4 kapının da postu da ayrıdır.
Aşığın birisi demiş ki;
“Ne mutlu Külli varım Haydarım diyene!
Ama, kişi malını verir canını vermez, Canını verir tenini vermez, tenini verir ruhunu vermez,
Külli varım Haydarım diyenler kurtarır” demiş.
Arınmış, nurumuz kalsın, o noktamız kalsın. Nokta Şah-ı Merdan Ali’dir. Mevlana’nın dediği gibi “Yüce Tanrı ibadeti Şah-ı Merdan Ali’nin ismi ile ibadet yaptırmıştır.” Yani Ya Ali dediğin vakit en güzel ibadeti yapmış olursun. Şah’a çağırdığın vakit çok şeyi kurtarırsın.

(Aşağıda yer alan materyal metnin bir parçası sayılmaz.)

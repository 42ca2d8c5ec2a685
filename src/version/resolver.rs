//! Version resolution: cache, then operator override, then live probing

use super::cache::{CacheKey, VersionCache};
use super::overrides::{read_override, EnvOverrides, OverrideSource};
use crate::config::ServerConfig;
use crate::http::{RequestConfig, Transport};
use crate::types::{ApiVersion, Method, ServiceType};
use serde_json::Value;
use std::sync::Arc;
use tracing::{debug, error, info};

/// Determines which API generation a server speaks
#[derive(Clone)]
pub struct VersionResolver {
    cache: VersionCache,
    overrides: Arc<dyn OverrideSource>,
    prefix: Option<String>,
}

impl VersionResolver {
    /// Resolver reading overrides from the process environment
    pub fn new(cache: VersionCache) -> Self {
        Self::with_overrides(cache, Arc::new(EnvOverrides))
    }

    /// Resolver with a custom override source
    pub fn with_overrides(cache: VersionCache, overrides: Arc<dyn OverrideSource>) -> Self {
        Self {
            cache,
            overrides,
            prefix: None,
        }
    }

    /// Set the override key prefix
    #[must_use]
    pub fn with_prefix(mut self, prefix: Option<String>) -> Self {
        self.prefix = prefix;
        self
    }

    /// Shared cache
    pub fn cache(&self) -> &VersionCache {
        &self.cache
    }

    /// Resolve the API version of `server`.
    ///
    /// Returns `None` when no probe succeeds; that outcome is not cached so a
    /// later call probes again.
    pub async fn resolve(
        &self,
        service: ServiceType,
        server: &ServerConfig,
        transport: &dyn Transport,
    ) -> Option<ApiVersion> {
        let key = CacheKey::new(service, &server.url, server.id);

        if let Some(version) = self.cache.get(&key).await {
            debug!(
                "{} API version for server {} from cache: {}",
                service, server.id, version
            );
            return Some(version);
        }

        if let Some(version) =
            read_override(self.overrides.as_ref(), self.prefix.as_deref(), service, server.id)
        {
            info!(
                "{} API forced to {} for server {}",
                service, version, server.id
            );
            self.cache.insert(key, version).await;
            return Some(version);
        }

        for version in ApiVersion::PROBE_ORDER {
            let endpoint = version.status_endpoint();
            match transport
                .fetch(Method::GET, &endpoint, RequestConfig::new())
                .await
            {
                Ok(status) => {
                    info!(
                        "{} API {} detected on {}",
                        service,
                        version,
                        server.base_url()
                    );
                    log_app_version(service, version, &status);
                    self.cache.insert(key, version).await;
                    return Some(version);
                }
                Err(e) => {
                    debug!("{} {} probe on {} failed: {}", service, version, endpoint, e);
                }
            }
        }

        error!(
            "Unable to detect {} API version on {}",
            service,
            server.base_url()
        );
        None
    }
}

impl std::fmt::Debug for VersionResolver {
    fn fmt(&self, f: &mut std::fmt::Formatter<'_>) -> std::fmt::Result {
        f.debug_struct("VersionResolver")
            .field("cache", &self.cache)
            .field("prefix", &self.prefix)
            .finish_non_exhaustive()
    }
}

fn log_app_version(service: ServiceType, version: ApiVersion, status: &Value) {
    let Some(app_version) = status.get("version").and_then(Value::as_str) else {
        return;
    };
    info!("{} version {}", service, app_version);
    if service == ServiceType::Sonarr
        && version == ApiVersion::VersionedV3
        && app_version.starts_with("4.")
    {
        info!("Sonarr v4 detected, it speaks API v3");
    }
}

Hak Muhammed Ali bir nuru vahittir. Muhammed ile Ali’nin birbirinden hiçbir farkı farkullahı yoktur.
Şah-ı Merdan Ali Besmeledeki B’nin altındaki nokta olduğu için; Tanrı da Peygamberler de, Nebiler de, Aşıklar da, Sadıklar da ve Bağrı Yanıklar da hepsi o noktada toplanmıştır.

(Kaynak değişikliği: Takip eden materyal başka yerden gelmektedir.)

//! Error types for arrpoll
//!
//! This module defines the error hierarchy for the entire crate.
//! All public APIs return `Result<T, Error>` where Error is defined here.
//!
//! None of these errors is fatal to a polling run: callers decide whether a
//! failure skips a record, an operation, or a server for the current cycle.

use thiserror::Error;

/// The main error type for arrpoll
#[derive(Error, Debug)]
pub enum Error {
    // ============================================================================
    // Configuration Errors
    // ============================================================================
    #[error("Missing required config field: {field}")]
    MissingConfigField { field: String },

    #[error("Invalid config value for '{field}': {message}")]
    InvalidConfigValue { field: String, message: String },

    #[error("Failed to parse YAML: {0}")]
    YamlParse(#[from] serde_yaml::Error),

    #[error("Failed to parse JSON: {0}")]
    JsonParse(#[from] serde_json::Error),

    // ============================================================================
    // HTTP Errors
    // ============================================================================
    #[error("HTTP request failed: {0}")]
    Http(#[from] reqwest::Error),

    #[error("HTTP {status}: {body}")]
    HttpStatus { status: u16, body: String },

    #[error("Rate limited, retry after {retry_after_seconds}s")]
    RateLimited { retry_after_seconds: u64 },

    #[error("Request timeout after {timeout_ms}ms")]
    Timeout { timeout_ms: u64 },

    #[error("Invalid URL: {0}")]
    InvalidUrl(#[from] url::ParseError),

    // ============================================================================
    // Schema Errors
    // ============================================================================
    #[error("Failed to decode response: {message}")]
    Decode { message: String },

    #[error("Record does not match the {entity} shape: {message}")]
    SchemaMismatch { entity: String, message: String },

    #[error("Pagination of '{endpoint}' failed on page {page}: {message}")]
    Pagination {
        endpoint: String,
        page: u32,
        message: String,
    },

    // ============================================================================
    // Output Errors
    // ============================================================================
    #[error("Output error: {message}")]
    Output { message: String },

    // ============================================================================
    // Template Errors
    // ============================================================================
    #[error("Undefined variable in template: {variable}")]
    UndefinedVariable { variable: String },

    // ============================================================================
    // I/O Errors
    // ============================================================================
    #[error("IO error: {0}")]
    Io(#[from] std::io::Error),

    #[error("File not found: {path}")]
    FileNotFound { path: String },

    // ============================================================================
    // Generic Errors
    // ============================================================================
    #[error("{0}")]
    Other(String),
}

impl Error {
    /// Create a missing field error
    pub fn missing_field(field: impl Into<String>) -> Self {
        Self::MissingConfigField {
            field: field.into(),
        }
    }

    /// Create an invalid config value error
    pub fn invalid_value(field: impl Into<String>, message: impl Into<String>) -> Self {
        Self::InvalidConfigValue {
            field: field.into(),
            message: message.into(),
        }
    }

    /// Create an HTTP status error
    pub fn http_status(status: u16, body: impl Into<String>) -> Self {
        Self::HttpStatus {
            status,
            body: body.into(),
        }
    }

    /// Create a decode error
    pub fn decode(message: impl Into<String>) -> Self {
        Self::Decode {
            message: message.into(),
        }
    }

    /// Create a schema mismatch error for a single record
    pub fn schema(entity: impl Into<String>, message: impl Into<String>) -> Self {
        Self::SchemaMismatch {
            entity: entity.into(),
            message: message.into(),
        }
    }

    /// Create a pagination error
    pub fn pagination(endpoint: impl Into<String>, page: u32, message: impl Into<String>) -> Self {
        Self::Pagination {
            endpoint: endpoint.into(),
            page,
            message: message.into(),
        }
    }

    /// Create an undefined variable error
    pub fn undefined_var(variable: impl Into<String>) -> Self {
        Self::UndefinedVariable {
            variable: variable.into(),
        }
    }

    /// Create an output error
    pub fn output(message: impl Into<String>) -> Self {
        Self::Output {
            message: message.into(),
        }
    }

    /// Check if this error is retryable
    pub fn is_retryable(&self) -> bool {
        match self {
            Error::Http(e) => e.is_connect() || e.is_timeout(),
            Error::RateLimited { .. } | Error::Timeout { .. } => true,
            Error::HttpStatus { status, .. } => is_retryable_status(*status),
            _ => false,
        }
    }

    /// Transport-level failure: the current poll cycle yields no data
    pub fn is_transport(&self) -> bool {
        matches!(
            self,
            Error::Http(_)
                | Error::HttpStatus { .. }
                | Error::RateLimited { .. }
                | Error::Timeout { .. }
                | Error::Decode { .. }
                | Error::Pagination { .. }
        )
    }
}

/// Check if an HTTP status code is retryable
fn is_retryable_status(status: u16) -> bool {
    matches!(status, 429 | 500 | 502 | 503 | 504)
}

/// Result type alias for arrpoll
pub type Result<T> = std::result::Result<T, Error>;

/// Extension trait for adding context to errors
pub trait ResultExt<T> {
    /// Prefix the error message with lazily built context
    fn with_context<F: FnOnce() -> String>(self, f: F) -> Result<T>;
}

impl<T, E: Into<Error>> ResultExt<T> for std::result::Result<T, E> {
    fn with_context<F: FnOnce() -> String>(self, f: F) -> Result<T> {
        self.map_err(|e| {
            let inner = e.into();
            Error::Other(format!("{}: {}", f(), inner))
        })
    }
}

Aşk Allah’tır. Tekemmüle gelen aşıkların hepsi bu hususu hem yüreklerinde, hem gönüllerinde hem yazılarında hem konuşmalarında tasdik etmişlerdir.

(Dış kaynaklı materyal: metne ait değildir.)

//! Identity hashing

use sha2::{Digest, Sha256};
use std::fmt::Display;

/// Lowercase hex SHA-256 of `{server_id}{title}{discriminator}`
pub fn identity_hash(server_id: u32, title: &str, discriminator: impl Display) -> String {
    let digest = Sha256::digest(format!("{server_id}{title}{discriminator}").as_bytes());
    format!("{digest:x}")
}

Yunus Emre der ki “Aşkı olmayan kişi kuru bir taşa benzer.” Taşa ne eksen bitmez.
Ama taş da canlıdır. Taş canlı olmasa ondan maden altın gümüş kömür olmaz, duvar olmaz. Yani eğer doğayı çözecek olsak Allah’ı çözmüş olacağız.
Kişi kendini bilirse nuru huda dur. Kendini bilmez ise Hak’tan cüdadır.
18 bin alem bir vücutta mevcuttur. İnsanın yüceliği her şeyi bilmesindendir. Çünkü konuşur. Konuşur ki benim ismimi cihana saçmıştır.
Yunus dünyaya hükmetmiştir. Meluli dünyaya hükmetmiştir.
Bütün cihan 18 bin alem Aşk’ta gelip düğümlenmiş orda bir nokta olmuştur. Candan geçmeyen o makama ulaşamaz.
“Kötü düşünceleri atmadan iyi düşünceleri yerleştirmemize imkan yoktur.” Zıt kutuplar birbirine borçludur. Yaradan o kadar güzel yaratmış ki kim? “senin aşkın,senin düşüncen, senin aklın, senin fikrin yaratıyor.”
Bunu yaratıyor ki bak şu uzun şu kısa şu çirkin şu güzel şu soğuk şu sıcak diyor. Onun için üzüntüyle sevinci birbirinden ayıralım. Sevinci dolduralım ki üzüntüye yer kalmasın. Akılı dolduralım ki akılsızlığa yer kalmasın.Aşk dolduralım ki nefrete yer kalmasın.
Ademi yarattığım vakit onun yüzüne hicap yerleştirdim.Şehvet geldi dedi ki “orası benim yerim” dedim ki orası hicabın yeri. dedi ki “benim geldiğim yerde hicap kalmaz.”, Beynine akıl yerleştirdim. Hırs dedi ki orası benim yerim. Oraya akıl yerleştidim. Hırs diyor ki “ben gelirsem aklın yeri kalmaz.”Benim geldiğim yerde göz kararır.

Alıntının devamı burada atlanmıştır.